═══ INFORMATION SUPPLIED ═══

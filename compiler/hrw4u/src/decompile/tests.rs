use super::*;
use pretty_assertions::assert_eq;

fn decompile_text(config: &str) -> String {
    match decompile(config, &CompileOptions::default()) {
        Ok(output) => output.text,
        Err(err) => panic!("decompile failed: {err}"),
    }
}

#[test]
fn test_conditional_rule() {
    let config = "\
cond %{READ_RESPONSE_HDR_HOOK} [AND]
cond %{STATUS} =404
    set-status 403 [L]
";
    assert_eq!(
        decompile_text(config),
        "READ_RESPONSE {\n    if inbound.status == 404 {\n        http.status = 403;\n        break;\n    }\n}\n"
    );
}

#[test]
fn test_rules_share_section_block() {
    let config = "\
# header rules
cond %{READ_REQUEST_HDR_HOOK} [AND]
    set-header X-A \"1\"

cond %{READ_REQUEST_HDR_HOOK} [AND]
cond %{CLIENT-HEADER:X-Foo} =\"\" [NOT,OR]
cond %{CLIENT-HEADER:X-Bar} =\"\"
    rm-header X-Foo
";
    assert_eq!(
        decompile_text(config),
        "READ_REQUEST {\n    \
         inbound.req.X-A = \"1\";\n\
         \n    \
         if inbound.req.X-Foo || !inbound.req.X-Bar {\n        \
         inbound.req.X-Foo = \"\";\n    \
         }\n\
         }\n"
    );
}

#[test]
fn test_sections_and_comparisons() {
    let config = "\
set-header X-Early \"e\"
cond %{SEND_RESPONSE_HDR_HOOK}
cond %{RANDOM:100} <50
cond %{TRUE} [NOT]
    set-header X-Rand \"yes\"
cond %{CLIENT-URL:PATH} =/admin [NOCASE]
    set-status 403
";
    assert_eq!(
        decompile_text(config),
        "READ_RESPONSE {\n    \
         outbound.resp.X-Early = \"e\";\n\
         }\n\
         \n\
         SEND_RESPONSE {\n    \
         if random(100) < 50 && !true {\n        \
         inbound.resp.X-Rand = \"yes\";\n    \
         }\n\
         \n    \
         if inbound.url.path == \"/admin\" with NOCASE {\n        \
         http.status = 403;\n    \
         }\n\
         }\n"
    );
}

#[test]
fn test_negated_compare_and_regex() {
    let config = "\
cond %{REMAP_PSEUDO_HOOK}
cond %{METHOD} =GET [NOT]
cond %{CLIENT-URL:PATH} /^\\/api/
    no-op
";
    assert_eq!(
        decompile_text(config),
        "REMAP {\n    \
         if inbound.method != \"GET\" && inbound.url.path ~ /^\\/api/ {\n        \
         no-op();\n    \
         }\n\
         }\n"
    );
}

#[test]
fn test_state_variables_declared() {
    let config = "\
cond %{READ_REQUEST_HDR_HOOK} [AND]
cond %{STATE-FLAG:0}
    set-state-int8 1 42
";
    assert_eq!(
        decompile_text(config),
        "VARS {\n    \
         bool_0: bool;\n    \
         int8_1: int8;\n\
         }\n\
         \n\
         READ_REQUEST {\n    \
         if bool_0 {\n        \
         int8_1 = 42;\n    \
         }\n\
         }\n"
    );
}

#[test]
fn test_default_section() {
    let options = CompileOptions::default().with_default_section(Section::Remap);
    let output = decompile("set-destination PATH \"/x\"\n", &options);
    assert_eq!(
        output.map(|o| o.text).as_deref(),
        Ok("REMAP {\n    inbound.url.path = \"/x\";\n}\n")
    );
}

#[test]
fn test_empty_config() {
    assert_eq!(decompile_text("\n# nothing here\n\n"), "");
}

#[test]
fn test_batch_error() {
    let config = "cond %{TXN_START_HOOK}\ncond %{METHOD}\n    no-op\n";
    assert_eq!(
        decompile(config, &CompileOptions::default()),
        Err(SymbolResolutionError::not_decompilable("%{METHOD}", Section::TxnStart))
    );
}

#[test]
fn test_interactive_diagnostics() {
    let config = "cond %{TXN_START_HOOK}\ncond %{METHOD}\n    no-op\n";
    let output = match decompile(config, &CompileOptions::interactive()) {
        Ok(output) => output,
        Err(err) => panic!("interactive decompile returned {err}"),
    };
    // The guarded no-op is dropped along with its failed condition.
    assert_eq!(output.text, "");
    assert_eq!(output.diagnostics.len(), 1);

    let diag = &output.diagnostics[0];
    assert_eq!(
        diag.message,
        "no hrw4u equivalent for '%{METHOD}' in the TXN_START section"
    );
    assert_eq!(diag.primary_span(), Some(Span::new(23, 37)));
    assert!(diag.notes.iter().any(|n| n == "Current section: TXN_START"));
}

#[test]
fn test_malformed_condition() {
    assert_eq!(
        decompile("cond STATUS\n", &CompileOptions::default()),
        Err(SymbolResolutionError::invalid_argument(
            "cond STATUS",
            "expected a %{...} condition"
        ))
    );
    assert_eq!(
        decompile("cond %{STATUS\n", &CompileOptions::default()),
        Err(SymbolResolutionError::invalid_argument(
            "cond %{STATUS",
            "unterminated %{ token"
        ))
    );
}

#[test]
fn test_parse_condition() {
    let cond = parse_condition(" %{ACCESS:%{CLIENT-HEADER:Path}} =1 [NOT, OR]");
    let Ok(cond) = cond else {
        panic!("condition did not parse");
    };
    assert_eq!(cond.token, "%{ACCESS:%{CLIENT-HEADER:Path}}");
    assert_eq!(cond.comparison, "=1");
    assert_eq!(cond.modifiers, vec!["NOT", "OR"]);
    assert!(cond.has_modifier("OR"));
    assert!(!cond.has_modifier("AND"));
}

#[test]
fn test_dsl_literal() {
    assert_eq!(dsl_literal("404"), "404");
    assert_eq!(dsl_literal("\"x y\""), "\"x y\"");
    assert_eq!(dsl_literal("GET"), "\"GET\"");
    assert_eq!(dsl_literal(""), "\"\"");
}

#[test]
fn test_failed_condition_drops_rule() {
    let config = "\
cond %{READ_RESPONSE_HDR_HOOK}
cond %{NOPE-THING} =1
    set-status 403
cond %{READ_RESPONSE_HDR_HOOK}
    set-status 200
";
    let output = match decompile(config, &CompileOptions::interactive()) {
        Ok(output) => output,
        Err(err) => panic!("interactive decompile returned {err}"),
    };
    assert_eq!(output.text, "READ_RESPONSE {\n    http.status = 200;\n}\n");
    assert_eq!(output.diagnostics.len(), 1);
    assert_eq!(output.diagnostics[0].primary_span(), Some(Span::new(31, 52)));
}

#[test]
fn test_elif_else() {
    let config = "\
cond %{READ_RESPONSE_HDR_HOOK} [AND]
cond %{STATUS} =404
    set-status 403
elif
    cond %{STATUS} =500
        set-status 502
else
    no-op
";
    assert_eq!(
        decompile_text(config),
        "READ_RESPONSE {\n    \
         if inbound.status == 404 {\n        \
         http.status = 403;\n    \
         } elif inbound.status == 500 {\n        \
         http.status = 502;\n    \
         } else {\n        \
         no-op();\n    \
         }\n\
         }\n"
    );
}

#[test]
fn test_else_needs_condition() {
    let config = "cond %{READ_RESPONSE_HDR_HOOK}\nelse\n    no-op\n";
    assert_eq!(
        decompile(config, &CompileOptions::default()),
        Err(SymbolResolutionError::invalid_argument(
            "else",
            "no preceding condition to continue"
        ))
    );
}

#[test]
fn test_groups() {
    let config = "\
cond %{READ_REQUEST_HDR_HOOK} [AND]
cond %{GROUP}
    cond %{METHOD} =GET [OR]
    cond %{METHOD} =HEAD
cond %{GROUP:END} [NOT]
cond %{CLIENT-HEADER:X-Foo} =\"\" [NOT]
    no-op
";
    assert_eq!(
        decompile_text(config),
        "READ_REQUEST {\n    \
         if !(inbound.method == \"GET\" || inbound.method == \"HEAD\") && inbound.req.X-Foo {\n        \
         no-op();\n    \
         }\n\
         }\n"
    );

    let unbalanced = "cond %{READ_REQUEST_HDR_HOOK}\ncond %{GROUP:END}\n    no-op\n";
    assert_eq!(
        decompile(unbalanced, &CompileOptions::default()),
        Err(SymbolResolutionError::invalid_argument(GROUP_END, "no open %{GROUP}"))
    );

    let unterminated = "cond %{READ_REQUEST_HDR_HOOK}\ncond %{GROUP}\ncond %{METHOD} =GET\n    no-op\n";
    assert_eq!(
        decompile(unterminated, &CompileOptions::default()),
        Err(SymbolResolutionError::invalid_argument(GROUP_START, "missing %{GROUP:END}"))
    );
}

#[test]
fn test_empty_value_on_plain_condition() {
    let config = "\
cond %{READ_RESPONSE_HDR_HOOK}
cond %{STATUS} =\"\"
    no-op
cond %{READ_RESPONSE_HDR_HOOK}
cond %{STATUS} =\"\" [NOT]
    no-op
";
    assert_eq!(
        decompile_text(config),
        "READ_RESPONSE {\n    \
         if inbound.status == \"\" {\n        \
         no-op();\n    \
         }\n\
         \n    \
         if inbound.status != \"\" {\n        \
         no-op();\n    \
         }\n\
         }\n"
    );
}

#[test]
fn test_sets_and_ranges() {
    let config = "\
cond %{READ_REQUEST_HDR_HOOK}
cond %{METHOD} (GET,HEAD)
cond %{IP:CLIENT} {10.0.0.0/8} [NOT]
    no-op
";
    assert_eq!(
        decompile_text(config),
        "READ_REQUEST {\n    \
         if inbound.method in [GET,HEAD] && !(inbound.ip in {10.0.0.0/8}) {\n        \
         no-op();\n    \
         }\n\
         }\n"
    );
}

═══

■ ABOUT THIS EXERCISE: Only the number is needed here: how many lines of the records contain "Early"?

■ ANSWER: 2